The statute under consideration was enacted in 1940 and since has undergone only a few minor changes not relevant here. The legislative title was, "An Act to amend the Code of Virginia by adding thereto a new section... limiting the civil liability on the part of cities and towns in the maintenance or operation of recreational facilities to cases of gross or wanton negligence."... That is what the legislature said in plain terms. Contrary to Frazier's argument... the statute's application is not conditioned on profit, free public use, or "highly participatory" activity.
This statute is clear and unambiguous... The adjective "recreational" and the noun "recreation" have settled meanings which are too plain to be misunderstood... "Recreation" is commonly understood as "a means of getting diversion or entertainment."
The record plainly shows that Chrysler Hall is used as a place for citizens' diversion and entertainment. It is a place, like a bathing beach, swimming pool, park, or playground, where members of the public are entertained and diverted, either by their own activities or by the activities of others. Obviously, stage shows, forums, the symphony, beauty contests, travelogues, the ballet, and many meetings and speeches are forms of recreation.
The state supreme court, therefore, concluded that "the use of Chrysler Hall for these functions qualifies the building as a 'recreational facility' within the meaning of the statute, and the trial court correctly held so."
The state supreme court also considered whether evidence submitted by Frazier would support allegations of gross negligence against Norfolk. The state supreme court defined gross negligence as follows:
Gross negligence is that degree of negligence which shows an utter disregard of prudence amounting to complete neglect of the safety of another. It is a heedless and palpable violation of legal duty respecting the rights of others.

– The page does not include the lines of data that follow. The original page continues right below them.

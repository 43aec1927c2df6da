use serde::{Deserialize, Serialize};
use sqlx::SqlitePool;
use sqlx::FromRow;

use crate::db::StoreError;

/// Traveller-submitted photos shown on the community page.
#[derive(Debug, Clone, Serialize, Deserialize, PartialEq, FromRow)]
pub struct Memory {
    pub id: String,
    pub photo_url: String,
    pub caption: String,
    pub author: String,
    pub taken_at: String,
}

#[derive(Debug, Clone, Deserialize)]
pub struct NewMemory {
    pub photo_url: String,
    #[serde(default)]
    pub caption: String,
    #[serde(default)]
    pub author: String,
    #[serde(default)]
    pub taken_at: String,
}

pub async fn list(pool: &SqlitePool) -> Result<Vec<Memory>, StoreError> {
    let rows = sqlx::query_as::<_, Memory>(
        "SELECT id, photo_url, caption, author, taken_at FROM tourist_memories ORDER BY id",
    )
    .fetch_all(pool)
    .await?;
    Ok(rows)
}

pub async fn create(pool: &SqlitePool, input: NewMemory) -> Result<Memory, StoreError> {
    let memory = Memory {
        id: format!("mem-{}", uuid::Uuid::new_v4()),
        photo_url: input.photo_url,
        caption: input.caption,
        author: input.author,
        taken_at: input.taken_at,
    };

    sqlx::query(
        "INSERT INTO tourist_memories (id, photo_url, caption, author, taken_at)
         VALUES (?, ?, ?, ?, ?)",
    )
    .bind(&memory.id)
    .bind(&memory.photo_url)
    .bind(&memory.caption)
    .bind(&memory.author)
    .bind(&memory.taken_at)
    .execute(pool)
    .await?;

    Ok(memory)
}

pub async fn delete(pool: &SqlitePool, id: &str) -> Result<(), StoreError> {
    let done = sqlx::query("DELETE FROM tourist_memories WHERE id = ?")
        .bind(id)
        .execute(pool)
        .await?;
    if done.rows_affected() == 0 {
        return Err(StoreError::NotFound);
    }
    Ok(())
}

Applying this definition to the facts of the case, the state supreme court concluded that "the trial court correctly ruled that Frazier failed to establish a prima facie case [i.e. sufficient evidence to support a claim] of gross negligence."
The city's failure to install protective devices or to post warnings for children at a platform edge which was open and obvious amounts, at the most, to ordinary negligence and a failure to exercise reasonable care. Such acts of omission do not rise to that degree of egregious conduct which can be classified as a heedless, palpable violation of rights showing an utter disregard of prudence.
The state supreme court, therefore, affirmed the judgment of the trial court dismissing Frazier's case against the City of Norfolk.
1. In Frazier v. City of Norfolk, explain the significance of the fact that the City was in violation of its own building code in failing to install protective its own barriers specifically designed to prevent the accident which occurred. What is the significance of the similar accident involving a 6-year-old two years earlier? Explain.
2. Describe the Virginia statute (Virginia Code §15.1-291) which provides limited immunity for public recreational facilities.
3. How did the state supreme court in Frazier v. City of Norfolk respond to plaintiff's argument that Chrysler Hall was not a "recreational facility" within the meaning of Virginia Code §15.1-291 because it was not a park, playground, or similar facility? What was the significance of the legislative title from 1940?
4. How did the Virginia state supreme court in Frazier v. City of Norfolk define "gross negligence"?
5. Applying its definition of "gross negligence," explain the reasoning of the court in determining whether immunity under Virginia Code §15.1-291 was applicable to the particular facts in Frazier v. City of Norfolk.
6. As illustrated by Frazier v. City of Norfolk, how does "gross negligence" differ from "ordinary negligence"?